* [Task]: In the listing below, find the line holding "full command line." and the line holding "pub fn log_level(&self)". Write out those two lines and all lines between, exactly, and nothing more.

* [Source material]:
───

//! Runtime settings: command-line flag, then environment variable, then default.

use std::path::PathBuf;
use std::time::Duration;

use anyhow::{Context, Result, anyhow};
use clap::ArgMatches;

use crate::cli;
use crate::render::OutputFormat;

pub const ENV_BASE_URL: &str = "CLOUD_API_URL";
pub const ENV_API_TOKEN: &str = "CLOUD_API_TOKEN";
pub const ENV_SPEC: &str = "CLOUD_API_SPEC";
pub const ENV_FORMAT: &str = "CLOUD_API_FORMAT";
pub const ENV_TIMEOUT: &str = "CLOUD_API_TIMEOUT";

pub const DEFAULT_TIMEOUT_SECS: u64 = 30;

/// Settings needed before the command tree exists: which API description to
/// load and how loudly to log while doing it.
#[derive(Debug, Clone, Default, PartialEq, Eq)]
pub struct Bootstrap {
    pub spec_path: Option<PathBuf>,
    pub verbosity: u8,
    pub quiet: bool,
}

impl Bootstrap {
    /// Read the options given before the command name, using the same
    /// definitions as the full command line.
    pub fn scan(args: &[String], env: impl Fn(&str) -> Option<String>) -> Self {
        let matches = cli::bootstrap_command().try_get_matches_from(args).ok();
        let mut bootstrap = matches.as_ref().map(Self::from_matches).unwrap_or_default();
        if bootstrap.spec_path.is_none() {
            bootstrap.spec_path = env(ENV_SPEC).filter(|v| !v.is_empty()).map(PathBuf::from);
        }
        bootstrap
    }

    fn from_matches(matches: &ArgMatches) -> Self {
        Self {
            spec_path: matches.get_one::<String>("spec").map(PathBuf::from),
            verbosity: matches.get_count("verbose"),
            quiet: matches.get_flag("quiet"),
        }
    }

    pub fn log_level(&self) -> &'static str {
        log_level(self.verbosity, self.quiet)
    }
}

/// Default `tracing` filter directive for the chosen verbosity.
pub fn log_level(verbosity: u8, quiet: bool) -> &'static str {
    if quiet {
        return "error";
    }
    match verbosity {
        0 => "warn",
        1 => "info",
        2 => "debug",
        _ => "trace",
    }
}

/// Log level once the whole command line has been parsed, so `-v` after the
/// command name counts too.
pub fn log_level_from(matches: &ArgMatches) -> &'static str {
    log_level(matches.get_count("verbose"), matches.get_flag("quiet"))
}

/// Settings for talking to the API.
#[derive(Debug, Clone, PartialEq, Eq)]
pub struct Settings {
    pub base_url: String,
    pub api_token: Option<String>,
    pub format: OutputFormat,
    pub timeout: Duration,
}

impl Settings {
    pub fn resolve(matches: &ArgMatches, default_base_url: Option<&str>) -> Result<Self> {
        Self::resolve_with(matches, default_base_url, |key| std::env::var(key).ok())
    }

    pub fn resolve_with(
        matches: &ArgMatches,
        default_base_url: Option<&str>,
        env: impl Fn(&str) -> Option<String>,
    ) -> Result<Self> {
        let lookup = |arg: &str, var: &str| {
            matches
                .get_one::<String>(arg)
                .cloned()
                .or_else(|| env(var).filter(|v| !v.is_empty()))
        };

        let base_url = lookup("base_url", ENV_BASE_URL)
            .or_else(|| default_base_url.map(str::to_string))
            .ok_or_else(|| anyhow!("no API base URL: pass --base-url or set {ENV_BASE_URL}"))?;

        let format = match lookup("format", ENV_FORMAT) {
            Some(raw) => raw.parse::<OutputFormat>().map_err(|e| anyhow!(e))?,
            None => OutputFormat::default(),
        };

        let timeout = match lookup("timeout", ENV_TIMEOUT) {
            Some(raw) => raw
                .trim()
                .parse::<u64>()
                .with_context(|| format!("invalid timeout `{raw}` (expected seconds)"))?,
            None => DEFAULT_TIMEOUT_SECS,
        };

        Ok(Self {
            base_url,
            api_token: lookup("api_token", ENV_API_TOKEN),
            format,
            timeout: Duration::from_secs(timeout),
        })
    }
}

#[cfg(test)]
mod tests {
    use super::*;
    use clap::{Arg, Command};
    use std::collections::HashMap;

    fn args(list: &[&str]) -> Vec<String> {
        list.iter().map(|s| s.to_string()).collect()
    }

    fn no_env(_: &str) -> Option<String> {
        None
    }

    fn matches(argv: &[&str]) -> ArgMatches {
        Command::new("cloud")
            .arg(Arg::new("base_url").long("base-url"))
            .arg(Arg::new("api_token").long("api-token"))
            .arg(Arg::new("format").long("format"))
            .arg(Arg::new("timeout").long("timeout"))
            .try_get_matches_from(argv)
            .unwrap()
    }

    #[test]
    fn bootstrap_reads_options_before_the_command() {
        let scanned = Bootstrap::scan(
            &args(&["cloud", "-vv", "--base-url", "https://x", "--spec", "api.yaml", "list"]),
            no_env,
        );
        assert_eq!(scanned.spec_path, Some(PathBuf::from("api.yaml")));
        assert_eq!(scanned.verbosity, 2);
        assert_eq!(scanned.log_level(), "debug");

        let scanned = Bootstrap::scan(&args(&["cloud", "--spec=x.json", "-vq"]), no_env);
        assert_eq!(scanned.spec_path, Some(PathBuf::from("x.json")));
        assert_eq!(scanned.log_level(), "error");
    }

    #[test]
    fn bootstrap_stops_at_the_command_name() {
        let scanned = Bootstrap::scan(
            &args(&["cloud", "api:accounts:find", "--limit", "3", "-v"]),
            no_env,
        );
        assert_eq!(scanned, Bootstrap::default());
        assert_eq!(scanned.log_level(), "warn");
    }

    #[test]
    fn bootstrap_falls_back_to_env_spec() {
        let scanned = Bootstrap::scan(&args(&["cloud", "list"]), |key| {
            (key == ENV_SPEC).then(|| "/etc/api.json".to_string())
        });
        assert_eq!(scanned.spec_path, Some(PathBuf::from("/etc/api.json")));
    }

    #[test]
    fn full_command_line_verbosity_counts_every_flag() {
        let matches = cli::bootstrap_command()
            .try_get_matches_from(["cloud", "-v", "--verbose", "-v"])
            .unwrap();
        assert_eq!(log_level_from(&matches), "trace");
        assert_eq!(log_level(1, false), "info");
        assert_eq!(log_level(3, true), "error");
    }

    #[test]
    fn flags_win_over_env_and_env_over_defaults() {
        let env: HashMap<&str, &str> = HashMap::from([
            (ENV_BASE_URL, "https://env.example.com"),
            (ENV_API_TOKEN, "env-token"),
            (ENV_FORMAT, "table"),
        ]);
        let settings = Settings::resolve_with(
            &matches(&["cloud", "--base-url", "https://flag.example.com"]),
            Some("https://spec.example.com"),
            |key| env.get(key).map(|v| v.to_string()),
        )
        .unwrap();

        assert_eq!(settings.base_url, "https://flag.example.com");
        assert_eq!(settings.api_token.as_deref(), Some("env-token"));
        assert_eq!(settings.format, OutputFormat::Table);
        assert_eq!(settings.timeout, Duration::from_secs(DEFAULT_TIMEOUT_SECS));
    }

    #[test]
    fn spec_server_is_the_last_resort() {
        let settings =
            Settings::resolve_with(&matches(&["cloud"]), Some("https://spec.example.com"), no_env)
                .unwrap();
        assert_eq!(settings.base_url, "https://spec.example.com");
        assert_eq!(settings.api_token, None);
        assert_eq!(settings.format, OutputFormat::Json);

        assert!(Settings::resolve_with(&matches(&["cloud"]), None, no_env).is_err());
    }

    #[test]
    fn invalid_values_are_reported() {
        let err = Settings::resolve_with(
            &matches(&["cloud", "--format", "yaml"]),
            Some("https://x"),
            no_env,
        )
        .unwrap_err();
        assert!(err.to_string().contains("unknown output format"));

        let err = Settings::resolve_with(
            &matches(&["cloud", "--timeout", "soon"]),
            Some("https://x"),
            no_env,
        )
        .unwrap_err();
        assert!(err.to_string().contains("invalid timeout"));
    }
}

───

* [Output of the task]:
    /// definitions as the full command line.
    pub fn scan(args: &[String], env: impl Fn(&str) -> Option<String>) -> Self {
        let matches = cli::bootstrap_command().try_get_matches_from(args).ok();
        let mut bootstrap = matches.as_ref().map(Self::from_matches).unwrap_or_default();
        if bootstrap.spec_path.is_none() {
            bootstrap.spec_path = env(ENV_SPEC).filter(|v| !v.is_empty()).map(PathBuf::from);
        }
        bootstrap
    }

    fn from_matches(matches: &ArgMatches) -> Self {
        Self {
            spec_path: matches.get_one::<String>("spec").map(PathBuf::from),
            verbosity: matches.get_count("verbose"),
            quiet: matches.get_flag("quiet"),
        }
    }

    pub fn log_level(&self) -> &'static str {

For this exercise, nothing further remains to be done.